Your task
Each line of the material must reappear unchanged in the answer.

Dataset
_ _ _ _

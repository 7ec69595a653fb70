use std::path::PathBuf;
use thiserror::Error;

/// The backing key-value store could not serve a request.
///
/// The resolver treats every variant as a cache miss and falls back to a live
/// fetch.
#[derive(Debug, Error)]
pub enum StoreError {
    #[error("Key-value store unavailable: {0}")]
    Unavailable(String),

    #[error("Failed to create store directory '{0}'")]
    DirCreation(PathBuf, #[source] std::io::Error),

    #[error("Failed to read store file '{0}'")]
    Read(PathBuf, #[source] std::io::Error),

    #[error("Failed to write store file '{0}'")]
    Write(PathBuf, #[source] std::io::Error),

    #[error("Failed to delete store file '{0}'")]
    Delete(PathBuf, #[source] std::io::Error),

    #[error("Failed to decode stored value for key '{0}'")]
    Decode(String, #[source] Box<bincode::error::DecodeError>),

    #[error("Failed to encode value for key '{0}'")]
    Encode(String, #[source] Box<bincode::error::EncodeError>),

    #[error("Background task failed to complete")]
    TaskJoin(#[from] tokio::task::JoinError),
}
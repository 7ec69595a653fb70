//! Point Forecast Resolver: cache first, then a single shared upstream fetch.

use crate::cache::adapter::CacheStore;
use crate::cache::key::{CacheKey, GeocellIndexer};
use crate::clock::Clock;
use crate::config::EngineConfig;
use crate::forecast::error::{ForecastUnavailable, UnavailableReason};
use crate::forecast::provider::ForecastProvider;
use crate::forecast::singleflight::Singleflight;
use crate::types::coordinate::Coordinate;
use crate::types::forecast::{ForecastDocument, ForecastPeriod};
use chrono::{DateTime, Utc};
use log::{debug, info, warn};
use std::sync::Arc;
use std::time::Duration;

pub struct PointForecastResolver {
    cache: CacheStore,
    provider: Arc<dyn ForecastProvider>,
    in_flight: Singleflight<CacheKey, Arc<ForecastDocument>, UnavailableReason>,
    indexer: GeocellIndexer,
    clock: Arc<dyn Clock>,
    cache_ttl: Duration,
    fetch_timeout: Duration,
}

impl PointForecastResolver {
    pub fn new(
        cache: CacheStore,
        provider: Arc<dyn ForecastProvider>,
        clock: Arc<dyn Clock>,
        config: &EngineConfig,
    ) -> Self {
        Self {
            cache,
            provider,
            in_flight: Singleflight::new(),
            indexer: GeocellIndexer::from_config(config),
            clock,
            cache_ttl: config.cache_ttl,
            fetch_timeout: config.fetch_timeout,
        }
    }

    /// Returns the forecast period for `coordinate` at `target`.
    ///
    /// A valid cache entry (`now < stored_at + ttl`) is used directly.
    /// Otherwise the provider is asked through the in-flight registry, so
    /// concurrent misses on the same key cost one upstream call. A successful
    /// document is written back under the geocell/time-bucket key; a failure
    /// is returned to every waiter and never cached. Store failures degrade
    /// to a live fetch.
    pub async fn resolve(
        &self,
        coordinate: Coordinate,
        target: DateTime<Utc>,
    ) -> Result<ForecastPeriod, ForecastUnavailable> {
        let key = self.indexer.key(&coordinate, target);

        match self.cache.get(&key).await {
            Ok(Some(entry)) if entry.is_valid_at(self.clock.now()) => {
                debug!("Cache hit for {}", key);
                return Self::select(&entry.forecast, coordinate, target);
            }
            Ok(Some(_)) => debug!("Cache entry for {} expired", key),
            Ok(None) => debug!("Cache miss for {}", key),
            Err(e) => warn!("Cache store unavailable for {}, fetching live: {}", key, e),
        }

        let document = self
            .in_flight
            .resolve(key.clone(), || self.fetch_and_store(key, coordinate))
            .await
            .map_err(|reason| ForecastUnavailable::new(coordinate, reason))?;

        Self::select(&document, coordinate, target)
    }

    /// Drops every in-flight record.
    pub fn drain(&self) {
        self.in_flight.clear();
    }

    pub fn in_flight_len(&self) -> usize {
        self.in_flight.len()
    }

    pub fn indexer(&self) -> &GeocellIndexer {
        &self.indexer
    }

    /// Builds the fetch shared by every waiter on `key`. It owns everything it
    /// touches so it can outlive the caller that started it.
    fn fetch_and_store(
        &self,
        key: CacheKey,
        coordinate: Coordinate,
    ) -> impl std::future::Future<Output = Result<Arc<ForecastDocument>, UnavailableReason>>
           + Send
           + 'static {
        let provider = self.provider.clone();
        let cache = self.cache.clone();
        let clock = self.clock.clone();
        let ttl = self.cache_ttl;
        let timeout = self.fetch_timeout;

        async move {
            info!("Fetching forecast for {} ({})", coordinate, key);
            let document = match tokio::time::timeout(timeout, provider.fetch(coordinate)).await {
                Ok(Ok(document)) => document,
                Ok(Err(e)) => {
                    warn!("Forecast provider failed for {}: {}", coordinate, e);
                    return Err(UnavailableReason::Provider(Arc::new(e)));
                }
                Err(_) => {
                    warn!("Forecast fetch for {} timed out after {:?}", coordinate, timeout);
                    return Err(UnavailableReason::Timeout(timeout));
                }
            };

            match cache.put(&key, &document, clock.now(), ttl).await {
                Ok(()) => info!("Cached forecast for {}", key),
                Err(e) => warn!("Failed to cache forecast for {}: {}", key, e),
            }
            Ok(Arc::new(document))
        }
    }

    fn select(
        document: &ForecastDocument,
        coordinate: Coordinate,
        target: DateTime<Utc>,
    ) -> Result<ForecastPeriod, ForecastUnavailable> {
        document.period_at(target).cloned().ok_or_else(|| {
            ForecastUnavailable::new(coordinate, UnavailableReason::NoMatchingPeriod(target))
        })
    }
}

_ _ _ _

Response to this task
repository 7ec69595a653fb70
use std::path::PathBuf;
use thiserror::Error;

/// The backing key-value store could not serve a request.
///
/// The resolver treats every variant as a cache miss and falls back to a live
/// fetch.
#[derive(Debug, Error)]
pub enum StoreError {
    #[error("Key-value store unavailable: {0}")]
    Unavailable(String),

    #[error("Failed to create store directory '{0}'")]
    DirCreation(PathBuf, #[source] std::io::Error),

    #[error("Failed to read store file '{0}'")]
    Read(PathBuf, #[source] std::io::Error),

    #[error("Failed to write store file '{0}'")]
    Write(PathBuf, #[source] std::io::Error),

    #[error("Failed to delete store file '{0}'")]
    Delete(PathBuf, #[source] std::io::Error),

    #[error("Failed to decode stored value for key '{0}'")]
    Decode(String, #[source] Box<bincode::error::DecodeError>),

    #[error("Failed to encode value for key '{0}'")]
    Encode(String, #[source] Box<bincode::error::EncodeError>),

    #[error("Background task failed to complete")]
    TaskJoin(#[from] tokio::task::JoinError),
}
repository 7ec69595a653fb70
//! Point Forecast Resolver: cache first, then a single shared upstream fetch.

use crate::cache::adapter::CacheStore;
use crate::cache::key::{CacheKey, GeocellIndexer};
use crate::clock::Clock;
use crate::config::EngineConfig;
use crate::forecast::error::{ForecastUnavailable, UnavailableReason};
use crate::forecast::provider::ForecastProvider;
use crate::forecast::singleflight::Singleflight;
use crate::types::coordinate::Coordinate;
use crate::types::forecast::{ForecastDocument, ForecastPeriod};
use chrono::{DateTime, Utc};
use log::{debug, info, warn};
use std::sync::Arc;
use std::time::Duration;

pub struct PointForecastResolver {
    cache: CacheStore,
    provider: Arc<dyn ForecastProvider>,
    in_flight: Singleflight<CacheKey, Arc<ForecastDocument>, UnavailableReason>,
    indexer: GeocellIndexer,
    clock: Arc<dyn Clock>,
    cache_ttl: Duration,
    fetch_timeout: Duration,
}

impl PointForecastResolver {
    pub fn new(
        cache: CacheStore,
        provider: Arc<dyn ForecastProvider>,
        clock: Arc<dyn Clock>,
        config: &EngineConfig,
    ) -> Self {
        Self {
            cache,
            provider,
            in_flight: Singleflight::new(),
            indexer: GeocellIndexer::from_config(config),
            clock,
            cache_ttl: config.cache_ttl,
            fetch_timeout: config.fetch_timeout,
        }
    }

    /// Returns the forecast period for `coordinate` at `target`.
    ///
    /// A valid cache entry (`now < stored_at + ttl`) is used directly.
    /// Otherwise the provider is asked through the in-flight registry, so
    /// concurrent misses on the same key cost one upstream call. A successful
    /// document is written back under the geocell/time-bucket key; a failure
    /// is returned to every waiter and never cached. Store failures degrade
    /// to a live fetch.
    pub async fn resolve(
        &self,
        coordinate: Coordinate,
        target: DateTime<Utc>,
    ) -> Result<ForecastPeriod, ForecastUnavailable> {
        let key = self.indexer.key(&coordinate, target);

        match self.cache.get(&key).await {
            Ok(Some(entry)) if entry.is_valid_at(self.clock.now()) => {
                debug!("Cache hit for {}", key);
                return Self::select(&entry.forecast, coordinate, target);
            }
            Ok(Some(_)) => debug!("Cache entry for {} expired", key),
            Ok(None) => debug!("Cache miss for {}", key),
            Err(e) => warn!("Cache store unavailable for {}, fetching live: {}", key, e),
        }

        let document = self
            .in_flight
            .resolve(key.clone(), || self.fetch_and_store(key, coordinate))
            .await
            .map_err(|reason| ForecastUnavailable::new(coordinate, reason))?;

        Self::select(&document, coordinate, target)
    }

    /// Drops every in-flight record.
    pub fn drain(&self) {
        self.in_flight.clear();
    }

    pub fn in_flight_len(&self) -> usize {
        self.in_flight.len()
    }

    pub fn indexer(&self) -> &GeocellIndexer {
        &self.indexer
    }

    /// Builds the fetch shared by every waiter on `key`. It owns everything it
    /// touches so it can outlive the caller that started it.
    fn fetch_and_store(
        &self,
        key: CacheKey,
        coordinate: Coordinate,
    ) -> impl std::future::Future<Output = Result<Arc<ForecastDocument>, UnavailableReason>>
           + Send
           + 'static {
        let provider = self.provider.clone();
        let cache = self.cache.clone();
        let clock = self.clock.clone();
        let ttl = self.cache_ttl;
        let timeout = self.fetch_timeout;

        async move {
            info!("Fetching forecast for {} ({})", coordinate, key);
            let document = match tokio::time::timeout(timeout, provider.fetch(coordinate)).await {
                Ok(Ok(document)) => document,
                Ok(Err(e)) => {
                    warn!("Forecast provider failed for {}: {}", coordinate, e);
                    return Err(UnavailableReason::Provider(Arc::new(e)));
                }
                Err(_) => {
                    warn!("Forecast fetch for {} timed out after {:?}", coordinate, timeout);
                    return Err(UnavailableReason::Timeout(timeout));
                }
            };

            match cache.put(&key, &document, clock.now(), ttl).await {
                Ok(()) => info!("Cached forecast for {}", key),
                Err(e) => warn!("Failed to cache forecast for {}: {}", key, e),
            }
            Ok(Arc::new(document))
        }
    }

    fn select(
        document: &ForecastDocument,
        coordinate: Coordinate,
        target: DateTime<Utc>,
    ) -> Result<ForecastPeriod, ForecastUnavailable> {
        document.period_at(target).cloned().ok_or_else(|| {
            ForecastUnavailable::new(coordinate, UnavailableReason::NoMatchingPeriod(target))
        })
    }
}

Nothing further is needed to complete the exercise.